Plus qu'un jeu avec le spectateur, dans cette scène comme dans d’autres, le film refuse d'obéir à notre souhait d’obtenir une explication globale. Mais surtout la désobéissance est le thème majeur du film. Alors que dans les histoires de Contes la désobéissance est l’acte qui met en place l’histoire, désobéir est ici considéré comme une valeur importante et vitale. On assiste à la désobéissance des rebelles qui cherchent à libérer l’Espagne d'un régime autoritaire, la désobéissance de Mercedes et du docteur qui collaborent avec eux et bien entendu celle de Ofelia - considérée comme une princesse dans les deux récits - qui va au fur et à mesure questionner et ignorer les ordres de sa mère, du capitaine et même du Faune. Mais la désobéissance la plus frappante est celle que le film s’applique à lui-même. Del Toro veut saper l'idée même d'une histoire unique. En mettant en place tout un réseau d'intertextes, le sens du film est ramené à une affaire de choix.


Pensons à toutes les références dans la salle de l'homme pâle.
Il y a les images d’ogres qui rappellent les diverses mythologies associés mais surtout au Titan Cronos qui dévorait ses propres enfants afin d’empêcher de se voir détrôné comme il avait naguère détrôné son propre père Ouranos (parallèle évident avec l’Espagne Fasciste).

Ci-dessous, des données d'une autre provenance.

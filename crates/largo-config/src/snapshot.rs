//! Immutable snapshot of git-config style key/value settings.
//!
//! # Design
//! - Section and variable names are case-insensitive, subsections keep their case,
//!   matching git's own rules.
//! - The last value for a key wins, as with `git config --get`.

use std::collections::BTreeMap;

/// Normalised key/value view of a git configuration.
#[derive(Debug, Clone, Default, PartialEq, Eq)]
pub struct ConfigSnapshot {
    entries: BTreeMap<String, String>,
}

impl ConfigSnapshot {
    /// Empty snapshot.
    #[must_use]
    pub fn new() -> Self {
        Self::default()
    }

    /// Build a snapshot from key/value pairs, later pairs overriding earlier ones.
    #[must_use]
    pub fn from_pairs<I, K, V>(pairs: I) -> Self
    where
        I: IntoIterator<Item = (K, V)>,
        K: AsRef<str>,
        V: Into<String>,
    {
        let mut snapshot = Self::new();
        for (key, value) in pairs {
            snapshot.insert(key.as_ref(), value);
        }
        snapshot
    }

    /// Parse `git config --list` output (`key=value` per line).
    ///
    /// A key without `=` is a boolean set to `true`.
    #[must_use]
    pub fn parse_list(text: &str) -> Self {
        let mut snapshot = Self::new();
        for line in text.lines().filter(|line| !line.trim().is_empty()) {
            match line.split_once('=') {
                Some((key, value)) => snapshot.insert(key, value),
                None => snapshot.insert(line, "true"),
            }
        }
        snapshot
    }

    /// Parse `git config --list -z` output (`key\nvalue` records separated by NUL).
    #[must_use]
    pub fn parse_list_nul(text: &str) -> Self {
        let mut snapshot = Self::new();
        for record in text.split('\0').filter(|record| !record.is_empty()) {
            match record.split_once('\n') {
                Some((key, value)) => snapshot.insert(key, value),
                None => snapshot.insert(record, "true"),
            }
        }
        snapshot
    }

    /// Set `key` to `value`.
    pub fn insert(&mut self, key: &str, value: impl Into<String>) {
        self.entries.insert(normalize_key(key), value.into());
    }

    /// Look up a value by key.
    #[must_use]
    pub fn get(&self, key: &str) -> Option<&str> {
        self.entries.get(&normalize_key(key)).map(String::as_str)
    }

    /// Iterate `(subsection, value)` for every `<section>.<subsection>.<variable>` key.
    pub fn subsections<'a>(
        &'a self,
        section: &str,
        variable: &str,
    ) -> impl Iterator<Item = (&'a str, &'a str)> + 'a {
        let prefix = format!("{}.", section.to_ascii_lowercase());
        let suffix = format!(".{}", variable.to_ascii_lowercase());
        self.entries.iter().filter_map(move |(key, value)| {
            key.strip_prefix(&prefix)
                .and_then(|rest| rest.strip_suffix(&suffix))
                .filter(|subsection| !subsection.is_empty())
                .map(|subsection| (subsection, value.as_str()))
        })
    }

    /// Number of keys in the snapshot.
    #[must_use]
    pub fn len(&self) -> usize {
        self.entries.len()
    }

    /// True when the snapshot holds no keys.
    #[must_use]
    pub fn is_empty(&self) -> bool {
        self.entries.is_empty()
    }
}

fn normalize_key(key: &str) -> String {
    let key = key.trim();
    let Some((section, rest)) = key.split_once('.') else {
        return key.to_ascii_lowercase();
    };
    match rest.rsplit_once('.') {
        Some((subsection, variable)) => format!(
            "{}.{subsection}.{}",
            section.to_ascii_lowercase(),
            variable.to_ascii_lowercase()
        ),
        None => format!(
            "{}.{}",
            section.to_ascii_lowercase(),
            rest.to_ascii_lowercase()
        ),
    }
}

#[cfg(test)]
mod tests {
    use super::*;

    #[test]
    fn keys_are_case_insensitive_outside_subsections() {
        let snapshot = ConfigSnapshot::from_pairs([
            ("LFS.ConcurrentTransfers", "4"),
            ("remote.Upstream.URL", "https://example.test/repo"),
        ]);
        assert_eq!(snapshot.get("lfs.concurrenttransfers"), Some("4"));
        assert_eq!(
            snapshot.get("remote.Upstream.url"),
            Some("https://example.test/repo")
        );
        assert_eq!(snapshot.get("remote.upstream.url"), None);
    }

    #[test]
    fn list_output_parses_values_and_bare_booleans() {
        let snapshot =
            ConfigSnapshot::parse_list("core.bare\nlfs.url=https://lfs.test/x=y\n\nuser.name=Jane\n");
        assert_eq!(snapshot.get("core.bare"), Some("true"));
        assert_eq!(snapshot.get("lfs.url"), Some("https://lfs.test/x=y"));
        assert_eq!(snapshot.len(), 3);
    }

    #[test]
    fn nul_separated_output_keeps_multiline_values() {
        let snapshot = ConfigSnapshot::parse_list_nul("alias.x\nline one\nline two\0core.bare\0");
        assert_eq!(snapshot.get("alias.x"), Some("line one\nline two"));
        assert_eq!(snapshot.get("core.bare"), Some("true"));
    }

    #[test]
    fn later_values_override_earlier_ones() {
        let snapshot = ConfigSnapshot::parse_list("lfs.url=a\nlfs.url=b\n");
        assert_eq!(snapshot.get("lfs.url"), Some("b"));
    }

    #[test]
    fn subsections_match_dotted_urls() {
        let snapshot = ConfigSnapshot::from_pairs([
            ("lfs.https://host.test/repo.git/info/lfs.access", "basic"),
            ("lfs.https://host.test.access", "none"),
            ("lfs.url", "https://host.test"),
        ]);
        let mut found: Vec<_> = snapshot.subsections("lfs", "access").collect();
        found.sort_unstable();
        assert_eq!(
            found,
            vec![
                ("https://host.test", "none"),
                ("https://host.test/repo.git/info/lfs", "basic"),
            ]
        );
    }
}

Il faut également préciser que "Cronos" est le nom du 1er film de Del Toro, l’un des nombreux aspects qui relie toutes ses œuvres entre elles.


La table ramène à la scène du banquet en début de film, plaçant l'homme pâle dans la même position que Vidal. La pile de chaussures qui est présente recontextualise les chaussures rouges d’Ofelia comme une référence possible à ceux portées dans "Le Magicien d’Oz" (et Ofelia s’habille elle-même comme dans "Alice aux pays des merveilles") et au film de 1948 "Les Chaussons rouges" de Powell, ou tout simplement comme une image rappelant les piles de vêtements dans les camps d’exterminations Nazi.


Et la scène elle-même (lorsqu’elle mange la nourriture appétissante) fonctionne comme une métaphore sur comment la beauté des choses – comme par exemple celle des Contes de Fées - peut nous envouter au point de nous faire penser et agir dans ce qui s’avère contraire à notre intérêt.


Del Toro a élaboré un vaste réseau de références propres au film et extérieures à celui-ci. Elles sont à prendre à la manière dont vous l’entendez, Del Toro ayant entremêlé ces références à travers sa réalisation et son montage afin d’aboutir à pareil élan narratif.


C’était le but de Vidal, à l’instar de tout régime autoritaire ou Conte de Fée moralisateur, de limiter le nombre et le genre d’histoires qui peuvent être racontées à partir d’un ensemble de faits ou d’évènements. Une seule histoire, en fait. La seule chose à faire c’est donc de désobéir. Dans les contes de fées de Disney l’histoire reste contenue et se referme avec le livre. Puis apparait le mot FIN. L’intelligence de Del Toro s’est d’utiliser un genre aussi formalisé puis de désobéir à nos attentes sur comment il doit se dérouler et comment il doit se finir. Le film commence par sa fin et on sait que l’Espagne continuera de vivre sous le régime Franquiste pendant 30 ans. Ofelia est morte mais accomplit sa quête et revient dans son royaume fantastique. Vous pouvez voir ça comme la fin poétique d’une histoire triste, la fin heureuse d’un conte de fées ou le choix final d’Ofelia sur l’histoire qu’elle voulait se raconter à elle-même.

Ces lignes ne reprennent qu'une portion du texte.